* ACTION ITEM: With nothing added or dropped, output every record below exactly.

* EXERCISE DATA:
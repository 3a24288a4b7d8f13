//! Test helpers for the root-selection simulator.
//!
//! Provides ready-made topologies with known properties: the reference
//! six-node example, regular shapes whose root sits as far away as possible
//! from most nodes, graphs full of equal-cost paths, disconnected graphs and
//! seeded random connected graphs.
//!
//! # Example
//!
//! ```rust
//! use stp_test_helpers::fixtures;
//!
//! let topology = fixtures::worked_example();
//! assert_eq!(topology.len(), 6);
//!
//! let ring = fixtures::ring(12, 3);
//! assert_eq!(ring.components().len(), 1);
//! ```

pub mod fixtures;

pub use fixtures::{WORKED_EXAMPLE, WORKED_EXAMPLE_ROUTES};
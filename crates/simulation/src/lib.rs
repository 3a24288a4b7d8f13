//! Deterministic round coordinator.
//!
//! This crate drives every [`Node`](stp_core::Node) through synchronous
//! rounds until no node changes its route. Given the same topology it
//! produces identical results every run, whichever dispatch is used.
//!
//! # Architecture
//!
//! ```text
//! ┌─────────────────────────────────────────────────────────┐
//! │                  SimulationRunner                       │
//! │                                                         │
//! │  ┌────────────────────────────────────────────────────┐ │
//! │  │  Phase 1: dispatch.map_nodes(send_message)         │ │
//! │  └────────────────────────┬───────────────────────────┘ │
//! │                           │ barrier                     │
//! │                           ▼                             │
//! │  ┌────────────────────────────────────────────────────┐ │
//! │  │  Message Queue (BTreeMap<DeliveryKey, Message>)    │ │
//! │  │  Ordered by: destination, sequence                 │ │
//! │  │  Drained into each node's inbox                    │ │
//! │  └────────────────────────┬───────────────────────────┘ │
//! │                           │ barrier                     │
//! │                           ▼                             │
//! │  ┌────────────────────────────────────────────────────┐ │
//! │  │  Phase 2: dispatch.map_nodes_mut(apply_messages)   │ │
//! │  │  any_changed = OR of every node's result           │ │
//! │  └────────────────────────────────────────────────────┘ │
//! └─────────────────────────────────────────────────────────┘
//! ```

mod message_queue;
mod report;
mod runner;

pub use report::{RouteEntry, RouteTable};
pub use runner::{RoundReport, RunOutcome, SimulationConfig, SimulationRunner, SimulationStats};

* SOLUTION FOR THIS PROBLEM:
repository 3a24288a4b7d8f13
//! Test helpers for the root-selection simulator.
//!
//! Provides ready-made topologies with known properties: the reference
//! six-node example, regular shapes whose root sits as far away as possible
//! from most nodes, graphs full of equal-cost paths, disconnected graphs and
//! seeded random connected graphs.
//!
//! # Example
//!
//! ```rust
//! use stp_test_helpers::fixtures;
//!
//! let topology = fixtures::worked_example();
//! assert_eq!(topology.len(), 6);
//!
//! let ring = fixtures::ring(12, 3);
//! assert_eq!(ring.components().len(), 1);
//! ```

pub mod fixtures;

pub use fixtures::{WORKED_EXAMPLE, WORKED_EXAMPLE_ROUTES};
filename crates/simulation/src/lib.rs
repository 3a24288a4b7d8f13
//! Deterministic round coordinator.
//!
//! This crate drives every [`Node`](stp_core::Node) through synchronous
//! rounds until no node changes its route. Given the same topology it
//! produces identical results every run, whichever dispatch is used.
//!
//! # Architecture
//!
//! ```text
//! ┌─────────────────────────────────────────────────────────┐
//! │                  SimulationRunner                       │
//! │                                                         │
//! │  ┌────────────────────────────────────────────────────┐ │
//! │  │  Phase 1: dispatch.map_nodes(send_message)         │ │
//! │  └────────────────────────┬───────────────────────────┘ │
//! │                           │ barrier                     │
//! │                           ▼                             │
//! │  ┌────────────────────────────────────────────────────┐ │
//! │  │  Message Queue (BTreeMap<DeliveryKey, Message>)    │ │
//! │  │  Ordered by: destination, sequence                 │ │
//! │  │  Drained into each node's inbox                    │ │
//! │  └────────────────────────┬───────────────────────────┘ │
//! │                           │ barrier                     │
//! │                           ▼                             │
//! │  ┌────────────────────────────────────────────────────┐ │
//! │  │  Phase 2: dispatch.map_nodes_mut(apply_messages)   │ │
//! │  │  any_changed = OR of every node's result           │ │
//! │  └────────────────────────────────────────────────────┘ │
//! └─────────────────────────────────────────────────────────┘
//! ```

mod message_queue;
mod report;
mod runner;

pub use report::{RouteEntry, RouteTable};
pub use runner::{RoundReport, RunOutcome, SimulationConfig, SimulationRunner, SimulationStats};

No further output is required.